Putting Gemini to Work in Chrome

(blog.google)

51 points | by diwank 2 days ago ago

62 comments

  • ed_mercer 2 days ago ago

    > We’re also bringing the creative power of Nano Banana directly into Chrome, allowing you to transform images on the fly without needing to download and re-upload images or open another tab.

    Are there really people who are like "Man, if only I could this straight in Chrome" ? Is this something worth bloating a browser (further) with?

    • xnx a day ago ago

      Yes. AI is the next abstraction layer. By analogy, instead of wielding the wrench (application) yourself, you have a plumber (AI) fix your pipes. The browser is just a rich interface to that AI.

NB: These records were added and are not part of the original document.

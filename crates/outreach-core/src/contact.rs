//! Canonical contact identifiers.
//!
//! Every piece of per-customer state (ledger, conversation, pause flag, leads)
//! is keyed by a [`Contact`]. Raw phone strings from CSV files, config, or the
//! CLI are canonicalized to `+<countrycode><digits>` so that two spellings of
//! the same number always address the same state.

use crate::error::OutreachError;
use serde::{Deserialize, Serialize};
use std::fmt;

/// Shortest accepted canonical number (country code included).
const MIN_DIGITS: usize = 8;
/// E.164 maximum.
const MAX_DIGITS: usize = 15;
/// Shortest local part accepted when the default country code is prefixed.
const MIN_LOCAL_DIGITS: usize = 7;

/// A canonical phone identifier, e.g. `+966501234567`.
#[derive(Debug, Clone, PartialEq, Eq, Hash, PartialOrd, Ord, Serialize, Deserialize)]
#[serde(transparent)]
pub struct Contact(String);

impl Contact {
    /// Canonicalize a raw phone string.
    ///
    /// Arabic-Indic digits are converted, separators dropped, a leading `00`
    /// is read as `+`, and numbers without an international prefix get
    /// `default_country_code` (a leading trunk `0` is replaced). Parsing an
    /// already-canonical contact returns it unchanged.
    pub fn parse(raw: &str, default_country_code: &str) -> Result<Self, OutreachError> {
        let cc: String = default_country_code
            .chars()
            .filter(|c| c.is_ascii_digit())
            .collect();

        let mut digits = String::with_capacity(raw.len());
        let mut international = false;
        for ch in raw.trim().chars() {
            if let Some(d) = to_ascii_digit(ch) {
                digits.push(d);
            } else if ch == '+' && digits.is_empty() {
                international = true;
            }
        }

        if !international {
            if let Some(rest) = digits.strip_prefix("00") {
                digits = rest.to_string();
                international = true;
            }
        }

        let canonical = if international || (!cc.is_empty() && digits.starts_with(&cc)) {
            digits
        } else {
            let local = digits.strip_prefix('0').unwrap_or(&digits);
            if local.len() < MIN_LOCAL_DIGITS {
                return Err(OutreachError::InvalidContact(format!(
                    "'{raw}' is too short to be a phone number"
                )));
            }
            format!("{cc}{local}")
        };

        if !(MIN_DIGITS..=MAX_DIGITS).contains(&canonical.len()) {
            return Err(OutreachError::InvalidContact(format!(
                "'{raw}' has {} digits, expected {MIN_DIGITS}-{MAX_DIGITS}",
                canonical.len()
            )));
        }

        Ok(Self(format!("+{canonical}")))
    }

    /// Wrap a value that is already canonical (e.g. read back from the lead store).
    pub fn from_canonical(value: impl Into<String>) -> Self {
        Self(value.into())
    }

    pub fn as_str(&self) -> &str {
        &self.0
    }

    /// Digits only, without the leading `+` (the form web clients put in chat URLs).
    pub fn digits(&self) -> &str {
        self.0.trim_start_matches('+')
    }
}

impl fmt::Display for Contact {
    fn fmt(&self, f: &mut fmt::Formatter<'_>) -> fmt::Result {
        f.write_str(&self.0)
    }
}

impl AsRef<str> for Contact {
    fn as_ref(&self) -> &str {
        &self.0
    }
}

/// Map ASCII, Arabic-Indic, and Extended Arabic-Indic digits to ASCII.
fn to_ascii_digit(ch: char) -> Option<char> {
    match ch {
        '0'..='9' => Some(ch),
        '\u{0660}'..='\u{0669}' => char::from_digit(ch as u32 - 0x0660, 10),
        '\u{06F0}'..='\u{06F9}' => char::from_digit(ch as u32 - 0x06F0, 10),
        _ => None,
    }
}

    • sssilver 2 days ago ago

      I think Google PMs would respond by saying that nobody in 2007 was like "Man, if only I could get rid of the physical keyboard on my smartphone".

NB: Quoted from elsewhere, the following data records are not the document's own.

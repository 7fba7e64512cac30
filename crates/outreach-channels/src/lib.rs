//! # outreach-channels
//!
//! Messaging transport integrations for Outreach.

pub mod bridge;

pub use bridge::BridgeTransport;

      You know, the whole "faster horse" argument.

      • coffeefirst a day ago ago

        Yeah but I asked for a faster horse and they keep showing up with a two-headed walrus.

    • pjmlp 15 hours ago ago

      Yes, Google's shareholders.

    • xboxnolifes 2 days ago ago

      Honestly? Yeah. Not really Gemini or AI chat bot stuff, but I definitely appreciate when the software I use that interacts with images includes at least some minor drawing/highlighting/text overlay capabilities. So, while I don't like this feature in particular, I'm not against the general idea.

  • dz0ny 2 days ago ago

    Only PMs at Google need this. They still don't get how AI is used...

    • pjmlp 15 hours ago ago

      Still better than Microsoft though, Android is still not a Windows 11 kind of AI everywhere without roadmap mess.

  • ukuina 2 days ago ago

    This is a big deal, the highlight is Chrome autobrowse. Goes head-to-head with OpenAI Atlas.

    • ares623 2 days ago ago

      “Head to head” doing a lot of heavy lifting. How much market share does Atlas have I wonder.

      • tokioyoyo 2 days ago ago

        I actually think it has already been abandoned after very little adoption.

        • slfreference 2 days ago ago

          dont spread yourself too thin;or else river will dry; pick your battles.

  • hackyhacky 2 days ago ago

    Serious question, not snark: Does anyone actually want this? I honestly can't imagine a use for these features even among people tech savvy enough to understand them.

    • terhechte 2 days ago ago

      I like doing side projects, I don't like wasting a day of work potential on any of these web apps: Google Cloud, AWS, Azure, Appstore Connect, Google's Android App Store, RevenueCat, Stripe, etc

      I dread having to log in to these systems and waste hours achieving the simplest tasks.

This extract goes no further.